The next chart is for an 89-year-old woman who’s on 13 different prescription medications, including Zantac, which raises an immediate flag for Neel. There are no blood chemistry tests in her charts, but Neel quickly computes her probable renal clearance at 32.5 cubic centimeters a minute. “This tells me right off the bat she shouldn’t be taking it,” he says. He then types his suggestion to the doctor: “Zantac dose too high/could lead to ‘hepatic shutdown’ . . . resulting in serious patient adverse events.”

Neel opens the next chart, that of an 82-year-old woman who’s on 17 different medications, including, for type 2 diabetes, a prescription drug called metformin. He’s dumbfounded at first, then angry. He reads the suggestion slip he typed out six weeks earlier: “patients with serum creatinine clearance less than 60cc-m use of metformin is contraindicated and places the patient at high risk for lactic acidosis, which is fatal in most cases.”

In a little while, Neel joins the staff for lunch in the cafeteria and spends much of the time soaking up details about residents that may prove useful in his work. On the way back from lunch Neel stops to visit with them in their rooms or in the hallway.

 

NEEL RISES EARLY THE NEXT MORNING to drive to another nursing home about 20 miles south. There, too, he has a combative relationship with the facility’s medical director.

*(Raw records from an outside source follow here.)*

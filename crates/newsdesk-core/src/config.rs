use crate::app_config::{AppConfig, Environment};
use crate::ConfigError;

/// Load application configuration from environment variables.
///
/// Calls `dotenvy::dotenv().ok()` to load `.env` files before reading env vars.
///
/// # Errors
///
/// Returns `ConfigError` if values are invalid.
pub fn load_app_config() -> Result<AppConfig, ConfigError> {
    dotenvy::dotenv().ok();
    load_app_config_from_env()
}

/// Load application configuration from environment variables already in the process.
///
/// Unlike [`load_app_config`], this does NOT load `.env` files.
///
/// # Errors
///
/// Returns `ConfigError` if values are invalid.
pub fn load_app_config_from_env() -> Result<AppConfig, ConfigError> {
    build_app_config(|key| std::env::var(key))
}

/// Build application configuration using the provided env-var lookup function.
///
/// Decoupled from the real environment so tests can drive it from a
/// `HashMap` without `set_var`/`remove_var`.
fn build_app_config<F>(lookup: F) -> Result<AppConfig, ConfigError>
where
    F: Fn(&str) -> Result<String, std::env::VarError>,
{
    use std::net::SocketAddr;
    use std::path::PathBuf;

    let optional = |var: &str| -> Option<String> {
        lookup(var).ok().filter(|v| !v.trim().is_empty())
    };

    let or_default = |var: &str, default: &str| -> String {
        lookup(var).unwrap_or_else(|_| default.to_string())
    };

    let parse = |var: &str, default: &str| -> Result<SocketAddr, ConfigError> {
        let raw = or_default(var, default);
        raw.parse::<SocketAddr>()
            .map_err(|e| ConfigError::InvalidEnvVar {
                var: var.to_string(),
                reason: e.to_string(),
            })
    };

    let parse_u32 = |var: &str, default: &str| -> Result<u32, ConfigError> {
        let raw = or_default(var, default);
        raw.parse::<u32>().map_err(|e| ConfigError::InvalidEnvVar {
            var: var.to_string(),
            reason: e.to_string(),
        })
    };

    let parse_u64 = |var: &str, default: &str| -> Result<u64, ConfigError> {
        let raw = or_default(var, default);
        raw.parse::<u64>().map_err(|e| ConfigError::InvalidEnvVar {
            var: var.to_string(),
            reason: e.to_string(),
        })
    };

    let parse_usize = |var: &str, default: &str| -> Result<usize, ConfigError> {
        let raw = or_default(var, default);
        raw.parse::<usize>()
            .map_err(|e| ConfigError::InvalidEnvVar {
                var: var.to_string(),
                reason: e.to_string(),
            })
    };

    let database_url = optional("DATABASE_URL");
    let env = parse_environment(&or_default("NEWSDESK_ENV", "development"))?;

    let bind_addr = parse("NEWSDESK_BIND_ADDR", "0.0.0.0:3000")?;
    let log_level = or_default("NEWSDESK_LOG_LEVEL", "info");
    let sources_path = PathBuf::from(or_default("NEWSDESK_SOURCES_PATH", "./config/sources.yaml"));
    let pool_path = PathBuf::from(or_default("NEWSDESK_POOL_PATH", "./data/news_pool.json"));
    let explain_cache_path = PathBuf::from(or_default(
        "NEWSDESK_EXPLAIN_CACHE_PATH",
        "./data/explain_cache.json",
    ));

    let fetch_timeout_secs = parse_u64("NEWSDESK_FETCH_TIMEOUT_SECS", "12")?;
    if fetch_timeout_secs == 0 {
        return Err(ConfigError::InvalidEnvVar {
            var: "NEWSDESK_FETCH_TIMEOUT_SECS".to_string(),
            reason: "timeout must be at least 1 second".to_string(),
        });
    }
    let max_concurrent_sources = parse_usize("NEWSDESK_MAX_CONCURRENT_SOURCES", "4")?;
    let user_agent = or_default("NEWSDESK_USER_AGENT", "newsdesk/0.1 (news-aggregator)");
    let digest_cap = parse_usize("NEWSDESK_DIGEST_CAP", "12")?;
    let collect_cron = or_default("NEWSDESK_COLLECT_CRON", "0 0 * * * *");

    let gemini_api_key = optional("GEMINI_API_KEY");
    let gemini_model = or_default("NEWSDESK_GEMINI_MODEL", "gemini-flash-latest");

    let db_max_connections = parse_u32("NEWSDESK_DB_MAX_CONNECTIONS", "10")?;
    let db_min_connections = parse_u32("NEWSDESK_DB_MIN_CONNECTIONS", "1")?;
    let db_acquire_timeout_secs = parse_u64("NEWSDESK_DB_ACQUIRE_TIMEOUT_SECS", "10")?;

    Ok(AppConfig {
        database_url,
        env,
        bind_addr,
        log_level,
        sources_path,
        pool_path,
        explain_cache_path,
        fetch_timeout_secs,
        max_concurrent_sources,
        user_agent,
        digest_cap,
        collect_cron,
        gemini_api_key,
        gemini_model,
        db_max_connections,
        db_min_connections,
        db_acquire_timeout_secs,
    })
}

/// Parse a string into an `Environment` variant.
fn parse_environment(s: &str) -> Result<Environment, ConfigError> {
    match s {
        "development" => Ok(Environment::Development),
        "test" => Ok(Environment::Test),
        "production" => Ok(Environment::Production),
        other => Err(ConfigError::InvalidEnvVar {
            var: "NEWSDESK_ENV".to_string(),
            reason: format!("unknown environment '{other}'"),
        }),
    }
}

#[cfg(test)]
#[path = "config_test.rs"]
mod tests;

As soon as Neel arrives at the facility, he searches out a 73-year-old resident who’s been there since February 1999. The man, who has advanced Parkinson’s disease, brightens instantly.

When Neel first looked at his chart, the man was on 20 milligrams of the antipsychotic medication Zyprexa, a daily dose that by any measure is therapeutic overload; he’s down to 2.5 milligrams a day, and soon, Neel says, he may be off the drug entirely. The man’s old symptoms — nonstop yelling, tongue-thrusting, pill-rolling (a Parkinsonian tremor that takes the form of a continuous back-and-forth motion of the thumb and fingers) — have all disappeared, and now he sometimes comes to sit quietly next to Neel as he works.

The physician overseeing the man’s treatment told Neel and the nurses that he would never be able to walk again. But walk he now does — and walk and walk. He visits other residents in their rooms and likes to sit near the main nursing station — the hub of activity. “I gave him his life back,” Neel says matter-of-factly.

One problem, as Neel sees it, is that few of the 300 or so doctors who treat patients in the facilities he visits have a special interest in geriatrics. How many do? “Maybe two,” he says. “They’re not up-to-date with the physiology of the geriatric patient as it relates to the chemistry of the drug. That’s the easiest way to put it.”

Neel reviews a few more patient charts, producing more small pink suggestion slips, each numbered sequentially, as he goes. A little while back he passed the 300,000 mark.

At another nursing home, where Neel has known the medical director for more than 30 years, the success of a collaborative approach is clear. “If I write up a suggestion to paint the nose blue,” Neel jokes, “when I go back the next time, the nose is blue.” The daily cost per patient for drugs at this nursing home is down to $7.22, the lowest in Georgia and just over half the statewide average.

Neel will be back in Griffin before suppertime, where he’ll finish the written report that he promised Ruby Gifford before leaving for a weeklong vacation with his wife, children, and grandchildren. He doesn’t yet know that Gifford’s physician will be angered by her decision to seek out his help and will refuse even to read Neel’s 17-page report.

So Armon Neel soon will help Gifford find a new doctor. He isn’t one to pass the buck. “I’ve always gotten along well with old people,” he says. “They’ve always been special to me.” A mischievous smile breaks. “And I really like ’em now, ’cause I’m one of ’em.”